Niedawno na oficjalnym blogu studia o konsolowej wersji pisał Matt Firor, reżyser produkcji.
Wersje na konsole są grywalne, ale wciąż jest jeszcze za wcześnie, aby cokolwiek mówić o premierze.
ZeniMax chce, aby wersje konsolowe miały chociaż zaimplementowany system „Justice and Champion”, który pojawi się na komputerach stacjonarnych dopiero w styczniu.
Przypominamy, że The Elder Scrolls Online na Xbox One i PlayStation 4 nie jest po prostu portem z pecetów i maków.
Zastąpiliśmy całkowicie interfejs pecetowy specjalnie zaprojektowanym UI pod konsole i pady.
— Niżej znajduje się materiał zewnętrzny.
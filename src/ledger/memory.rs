//! In-process ledger store
//!
//! Same contract as the PostgreSQL store: each account row has its own async
//! lock, taken by `add_account_balance` and held until the transaction ends.
//! Writes are staged in the transaction and applied on commit, so a dropped
//! or rolled-back transaction leaves no trace. Ids are drawn from sequences
//! at insert time and are not reused after a rollback.

use std::collections::BTreeMap;
use std::sync::atomic::{AtomicI64, Ordering};
use std::sync::{Arc, Mutex, MutexGuard};

use async_trait::async_trait;
use chrono::Utc;
use tokio::sync::{Mutex as RowLock, OwnedMutexGuard};

use super::error::StoreError;
use super::models::{Account, Entry, Transfer};
use super::store::{LedgerStore, LedgerTx};

struct AccountRow {
    account: Account,
    lock: Arc<RowLock<()>>,
}

#[derive(Default)]
struct Tables {
    accounts: BTreeMap<i64, AccountRow>,
    entries: Vec<Entry>,
    transfers: Vec<Transfer>,
}

#[derive(Default)]
struct Inner {
    tables: Mutex<Tables>,
    account_seq: AtomicI64,
    entry_seq: AtomicI64,
    transfer_seq: AtomicI64,
}

impl Inner {
    fn tables(&self) -> MutexGuard<'_, Tables> {
        // Commits mutate only after every check has passed, so a poisoned
        // lock still guards consistent tables.
        self.tables.lock().unwrap_or_else(|poisoned| poisoned.into_inner())
    }
}

fn next_id(seq: &AtomicI64) -> i64 {
    seq.fetch_add(1, Ordering::SeqCst) + 1
}

/// In-memory ledger store
#[derive(Clone, Default)]
pub struct MemoryLedgerStore {
    inner: Arc<Inner>,
}

impl MemoryLedgerStore {
    pub fn new() -> Self {
        Self::default()
    }

    /// Create an account outside any transfer.
    ///
    /// A non-zero opening balance is recorded as an entry so that the
    /// balance always equals the entry sum.
    pub fn create_account(
        &self,
        owner: &str,
        currency: &str,
        balance: i64,
    ) -> Result<Account, StoreError> {
        let mut tables = self.inner.tables();
        if tables
            .accounts
            .values()
            .any(|row| row.account.owner == owner && row.account.currency == currency)
        {
            return Err(StoreError::UniqueViolation(format!(
                "account for ({owner}, {currency}) already exists"
            )));
        }

        let now = Utc::now();
        let account = Account {
            id: next_id(&self.inner.account_seq),
            owner: owner.to_string(),
            balance,
            currency: currency.to_string(),
            created_at: now,
        };
        if balance != 0 {
            let entry = Entry {
                id: next_id(&self.inner.entry_seq),
                account_id: account.id,
                amount: balance,
                created_at: now,
            };
            tables.entries.push(entry);
        }
        tables.accounts.insert(
            account.id,
            AccountRow {
                account: account.clone(),
                lock: Arc::new(RowLock::new(())),
            },
        );
        Ok(account)
    }

    /// Committed state of an account
    pub fn account(&self, id: i64) -> Option<Account> {
        self.inner
            .tables()
            .accounts
            .get(&id)
            .map(|row| row.account.clone())
    }

    pub fn entries_for(&self, account_id: i64) -> Vec<Entry> {
        self.inner
            .tables()
            .entries
            .iter()
            .filter(|e| e.account_id == account_id)
            .cloned()
            .collect()
    }

    pub fn entry_sum(&self, account_id: i64) -> i64 {
        self.entries_for(account_id).iter().map(|e| e.amount).sum()
    }

    pub fn transfers(&self) -> Vec<Transfer> {
        self.inner.tables().transfers.clone()
    }

    pub fn entry_count(&self) -> usize {
        self.inner.tables().entries.len()
    }
}

#[async_trait]
impl LedgerStore for MemoryLedgerStore {
    async fn begin(&self) -> Result<Box<dyn LedgerTx>, StoreError> {
        Ok(Box::new(MemoryLedgerTx {
            inner: self.inner.clone(),
            locks: BTreeMap::new(),
            deltas: BTreeMap::new(),
            entries: Vec::new(),
            transfers: Vec::new(),
        }))
    }
}

/// Open in-memory transaction. Row locks are released when it is dropped.
pub struct MemoryLedgerTx {
    inner: Arc<Inner>,
    locks: BTreeMap<i64, OwnedMutexGuard<()>>,
    deltas: BTreeMap<i64, i64>,
    entries: Vec<Entry>,
    transfers: Vec<Transfer>,
}

impl MemoryLedgerTx {
    /// Committed row plus this transaction's own uncommitted delta
    fn visible(&self, tables: &Tables, id: i64) -> Result<Option<Account>, StoreError> {
        let Some(row) = tables.accounts.get(&id) else {
            return Ok(None);
        };
        let mut account = row.account.clone();
        if let Some(delta) = self.deltas.get(&id) {
            account.balance = account
                .balance
                .checked_add(*delta)
                .ok_or(StoreError::Overflow(id))?;
        }
        Ok(Some(account))
    }

    fn require_account(&self, id: i64) -> Result<(), StoreError> {
        if self.inner.tables().accounts.contains_key(&id) {
            Ok(())
        } else {
            Err(StoreError::ForeignKeyViolation(format!(
                "account {id} does not exist"
            )))
        }
    }
}

#[async_trait]
impl LedgerTx for MemoryLedgerTx {
    async fn get_account(&mut self, id: i64) -> Result<Option<Account>, StoreError> {
        let tables = self.inner.tables();
        self.visible(&tables, id)
    }

    async fn add_account_balance(&mut self, id: i64, delta: i64) -> Result<Account, StoreError> {
        if !self.locks.contains_key(&id) {
            let lock = {
                let tables = self.inner.tables();
                let row = tables.accounts.get(&id).ok_or(StoreError::NotFound)?;
                row.lock.clone()
            };
            let guard = lock.lock_owned().await;
            self.locks.insert(id, guard);
        }

        let tables = self.inner.tables();
        let current = self.visible(&tables, id)?.ok_or(StoreError::NotFound)?;
        let balance = current
            .balance
            .checked_add(delta)
            .ok_or(StoreError::Overflow(id))?;
        drop(tables);

        let pending = self.deltas.entry(id).or_insert(0);
        *pending = pending.checked_add(delta).ok_or(StoreError::Overflow(id))?;

        Ok(Account { balance, ..current })
    }

    async fn create_entry(&mut self, account_id: i64, amount: i64) -> Result<Entry, StoreError> {
        self.require_account(account_id)?;
        let entry = Entry {
            id: next_id(&self.inner.entry_seq),
            account_id,
            amount,
            created_at: Utc::now(),
        };
        self.entries.push(entry.clone());
        Ok(entry)
    }

    async fn create_transfer(
        &mut self,
        from_account_id: i64,
        to_account_id: i64,
        amount: i64,
    ) -> Result<Transfer, StoreError> {
        self.require_account(from_account_id)?;
        self.require_account(to_account_id)?;
        let transfer = Transfer {
            id: next_id(&self.inner.transfer_seq),
            from_account_id,
            to_account_id,
            amount,
            created_at: Utc::now(),
        };
        self.transfers.push(transfer.clone());
        Ok(transfer)
    }

    async fn commit(self: Box<Self>) -> Result<(), StoreError> {
        let mut this = *self;
        let mut tables = this.inner.tables();

        let mut updated = Vec::with_capacity(this.deltas.len());
        for (&id, &delta) in &this.deltas {
            let row = tables.accounts.get(&id).ok_or(StoreError::NotFound)?;
            let balance = row
                .account
                .balance
                .checked_add(delta)
                .ok_or(StoreError::Overflow(id))?;
            updated.push((id, balance));
        }
        for (id, balance) in updated {
            if let Some(row) = tables.accounts.get_mut(&id) {
                row.account.balance = balance;
            }
        }
        tables.entries.append(&mut this.entries);
        tables.transfers.append(&mut this.transfers);
        drop(tables);

        // Row locks are released only after the new balances are visible
        this.locks.clear();
        Ok(())
    }

    async fn rollback(self: Box<Self>) -> Result<(), StoreError> {
        drop(self);
        Ok(())
    }
}

#[cfg(test)]
mod tests {
    use super::*;
    use std::time::Duration;

    #[tokio::test]
    async fn test_create_account_records_opening_entry() {
        let store = MemoryLedgerStore::new();
        let account = store.create_account("alice", "USD", 100).unwrap();

        assert!(account.id > 0);
        assert_eq!(store.entry_sum(account.id), 100);
        assert_eq!(store.entries_for(account.id).len(), 1);
    }

    #[tokio::test]
    async fn test_create_account_unique_per_owner_currency() {
        let store = MemoryLedgerStore::new();
        store.create_account("alice", "USD", 0).unwrap();

        assert!(matches!(
            store.create_account("alice", "USD", 0),
            Err(StoreError::UniqueViolation(_))
        ));
        assert!(store.create_account("alice", "EUR", 0).is_ok());
    }

    #[tokio::test]
    async fn test_uncommitted_writes_invisible_outside_tx() {
        let store = MemoryLedgerStore::new();
        let account = store.create_account("alice", "USD", 100).unwrap();

        let mut tx = store.begin().await.unwrap();
        let updated = tx.add_account_balance(account.id, 25).await.unwrap();
        assert_eq!(updated.balance, 125);
        tx.create_entry(account.id, 25).await.unwrap();

        // Own writes visible inside, committed state unchanged outside
        let inside = tx.get_account(account.id).await.unwrap().unwrap();
        assert_eq!(inside.balance, 125);
        assert_eq!(store.account(account.id).unwrap().balance, 100);

        tx.commit().await.unwrap();
        assert_eq!(store.account(account.id).unwrap().balance, 125);
        assert_eq!(store.entry_sum(account.id), 125);
    }

    #[tokio::test]
    async fn test_rollback_discards_writes() {
        let store = MemoryLedgerStore::new();
        let a = store.create_account("alice", "USD", 100).unwrap();
        let b = store.create_account("bob", "USD", 100).unwrap();

        let mut tx = store.begin().await.unwrap();
        tx.create_transfer(a.id, b.id, 10).await.unwrap();
        tx.add_account_balance(a.id, -10).await.unwrap();
        tx.rollback().await.unwrap();

        assert_eq!(store.account(a.id).unwrap().balance, 100);
        assert!(store.transfers().is_empty());
    }

    #[tokio::test]
    async fn test_missing_account() {
        let store = MemoryLedgerStore::new();
        let mut tx = store.begin().await.unwrap();

        assert!(tx.get_account(99).await.unwrap().is_none());
        assert!(matches!(
            tx.add_account_balance(99, 1).await,
            Err(StoreError::NotFound)
        ));
        assert!(matches!(
            tx.create_entry(99, 1).await,
            Err(StoreError::ForeignKeyViolation(_))
        ));
    }

    #[tokio::test]
    async fn test_overflow_rejected() {
        let store = MemoryLedgerStore::new();
        let account = store.create_account("alice", "USD", i64::MAX).unwrap();

        let mut tx = store.begin().await.unwrap();
        assert!(matches!(
            tx.add_account_balance(account.id, 1).await,
            Err(StoreError::Overflow(id)) if id == account.id
        ));
    }

    #[tokio::test]
    async fn test_row_lock_blocks_until_release() {
        let store = MemoryLedgerStore::new();
        let account = store.create_account("alice", "USD", 0).unwrap();

        let mut holder = store.begin().await.unwrap();
        holder.add_account_balance(account.id, 5).await.unwrap();

        let mut waiter = store.begin().await.unwrap();
        let blocked = tokio::time::timeout(
            Duration::from_millis(50),
            waiter.add_account_balance(account.id, 1),
        )
        .await;
        assert!(blocked.is_err(), "second writer must wait for the row lock");

        holder.commit().await.unwrap();

        let updated = waiter.add_account_balance(account.id, 1).await.unwrap();
        assert_eq!(updated.balance, 6);
        waiter.commit().await.unwrap();
        assert_eq!(store.account(account.id).unwrap().balance, 6);
    }
}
Wzięliśmy także pod uwagę, że na konsolach gra się w salonie i na dużych ekranach.
The Elder Scrolls Online pojawiło się na komputerach stacjonarnych w kwietniu tego roku. Premiera na konsole miała mieć miejsce w czerwcu 2014 roku, ale wciąż jest opóźniana. W międzyczasie ZeniMax walczy z błędami oraz czarnym rynkiem graczy sprzedających przedmioty i złoto poza grą za prawdziwą walutę.